If I’m signed into, they know it’s me and they have access to my entire flying history. They know, for example, I’m a Diamond member (I fly a lot) and therefore automatically a (free) member of their SkyClub lounges. They know that, on this flight, my wicked-cheap economy fare was upgraded (free) to First Class (I fly a lot).

So now when I go to check in on their website, why would they show me an ad offering me the opportunity to buy a day’s worth of SkyClub for $39, and another one to “step up” to economy comfort for $19? Why not try to sell me on something more relevant to me, something there’s a chance I might actually buy?

This is a problem that is so easily solved. They would have some chance greater than zero of selling me a whatsit if only they’d look at their data and stop trying to sell me something that they in fact know I don’t need.

That is really stupid.

Eric Olson talked to us in 2011 about how analysts need to look at their data with an eye to throwing most of it away in order to be left with a meaningful set against which to run queries. His concepts really make sense, and Dave and I try to use them all the time.

As a simple example, last week Dave and I were helping an agency look at selecting arrest warrants from their court database for a local operation, and our first step was to reduce the list from more than 4500 candidates to fewer than 500 simply by removing everyone with:

  • an incomplete address;
  • an address that couldn’t be geo-coded (indicating a problem with an element of it);
  • a warrant age over a certain number of days;
  • an address farther than 30 miles from the center of the jurisdiction;
  • and about three other things.

Total time investment? Fifteen minutes.

Result? Every address was at least an accurate (if not “good”), local one that had relatively fresh data.

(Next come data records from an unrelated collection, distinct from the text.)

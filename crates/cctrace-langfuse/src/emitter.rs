//! Trace emitter: collects a run's traces and sends them in bounded batches
//!
//! A chunk the backend refuses for good (validation failure, request too
//! large) is logged and counted as dropped so the run can still commit.
//! Any other failure aborts the flush; chunks already sent are re-sent on
//! the retry and update the same objects.

use serde_json::json;
use tracing::{debug, info, warn};

use crate::capability::TraceShape;
use crate::ingestion::{IngestionBatch, IngestionEvent};
use crate::sink::TraceSink;
use crate::trace::TurnTrace;
use crate::transport::{Transport, TransportError};

/// Events per ingestion request
pub const MAX_BATCH_EVENTS: usize = 200;
/// Serialized bytes per ingestion request, below the backend's body limit
pub const MAX_BATCH_BYTES: usize = 3_000_000;

/// What a flush sent
#[derive(Debug, Clone, Copy, Default, PartialEq, Eq)]
pub struct FlushReport {
    pub traces: usize,
    /// Events the backend accepted
    pub events: usize,
    /// Events the backend refused for good
    pub dropped: usize,
    pub batches: usize,
}

pub struct TraceEmitter<'a> {
    sink: Box<dyn TraceSink>,
    transport: &'a dyn Transport,
    pending: Vec<IngestionEvent>,
    traces: usize,
    max_events: usize,
    max_bytes: usize,
}

impl<'a> TraceEmitter<'a> {
    pub fn new(sink: Box<dyn TraceSink>, transport: &'a dyn Transport) -> Self {
        Self {
            sink,
            transport,
            pending: Vec::new(),
            traces: 0,
            max_events: MAX_BATCH_EVENTS,
            max_bytes: MAX_BATCH_BYTES,
        }
    }

    pub fn with_batch_limits(mut self, max_events: usize, max_bytes: usize) -> Self {
        self.max_events = max_events.max(1);
        self.max_bytes = max_bytes.max(1);
        self
    }

    pub fn shape(&self) -> TraceShape {
        self.sink.shape()
    }

    pub fn queue(&mut self, trace: &TurnTrace) {
        let events = self.sink.render(trace);
        debug!(trace = %trace.name, id = %trace.trace_id, events = events.len(), "Queued trace");
        self.pending.extend(events);
        self.traces += 1;
    }

    pub fn queued_traces(&self) -> usize {
        self.traces
    }

    /// Send everything queued. Nothing queued, nothing sent.
    pub fn flush(&mut self) -> Result<FlushReport, TransportError> {
        if self.pending.is_empty() {
            return Ok(FlushReport::default());
        }
        let mut report = FlushReport {
            traces: std::mem::take(&mut self.traces),
            ..Default::default()
        };
        let chunks = chunk_events(std::mem::take(&mut self.pending), self.max_events, self.max_bytes)?;
        let total = chunks.len();

        for (i, chunk) in chunks.into_iter().enumerate() {
            let size = chunk.len();
            let batch = IngestionBatch {
                batch: chunk,
                metadata: Some(json!({
                    "sdk_name": "cctrace",
                    "sdk_version": env!("CARGO_PKG_VERSION"),
                    "shape": self.sink.shape().to_string(),
                    "chunk": i + 1,
                    "chunks": total,
                })),
            };
            report.batches += 1;
            match self.transport.ingest(&batch) {
                Ok(response) => {
                    report.events += size;
                    debug!(chunk = i + 1, events = size, accepted = response.successes.len(), "Batch accepted");
                }
                Err(e) if e.is_retryable() => return Err(e),
                Err(e) => {
                    let dropped = match &e {
                        TransportError::Partial { failed, .. } => (*failed).min(size),
                        _ => size,
                    };
                    warn!(error = %e, chunk = i + 1, dropped, "Backend refused events permanently, dropping them");
                    report.events += size - dropped;
                    report.dropped += dropped;
                }
            }
        }

        info!(
            traces = report.traces,
            events = report.events,
            dropped = report.dropped,
            batches = report.batches,
            "Flushed traces"
        );
        Ok(report)
    }
}

/// Split events into chunks of at most `max_events` events and about
/// `max_bytes` serialized bytes. An event larger than `max_bytes` travels alone.
fn chunk_events(
    events: Vec<IngestionEvent>,
    max_events: usize,
    max_bytes: usize,
) -> Result<Vec<Vec<IngestionEvent>>, serde_json::Error> {
    let mut chunks = Vec::new();
    let mut current: Vec<IngestionEvent> = Vec::new();
    let mut bytes = 0;
    for event in events {
        let size = serde_json::to_vec(&event)?.len();
        if !current.is_empty() && (current.len() >= max_events || bytes + size > max_bytes) {
            chunks.push(std::mem::take(&mut current));
            bytes = 0;
        }
        bytes += size;
        current.push(event);
    }
    if !current.is_empty() {
        chunks.push(current);
    }
    Ok(chunks)
}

Now we can get to work and start to ask useful questions that will pare that list down from 500 to the 50 that we believe will be good addresses – that is, addresses at which we will likely find our fugitives.

And 50 is a number that anyone can handle.

That’s not by any means “big data” – in fact, we were working with a spreadsheet. But if we learn from the way people look at big data, we can see that, in fact, they spend most of their time doing similar operations.

Regardless of your opinion of the politics of the New York Times’ Nate Silver, his methodology is worth reading (and we note that he accurately predicted the electoral results in 50 out of 50 states this past election). Note that almost all of stages one, two and three is discarding and weighting data. His data is arguably not “big” data either, though we will say that it’s certainly bigger than the data most of us get to use on a regular basis.

How do we feel when we realize that we had information about a certain individual in database two, but we only looked in databases one and three? Really stupid.

So look at your data: it’s not just telling you something…It’s telling you everything.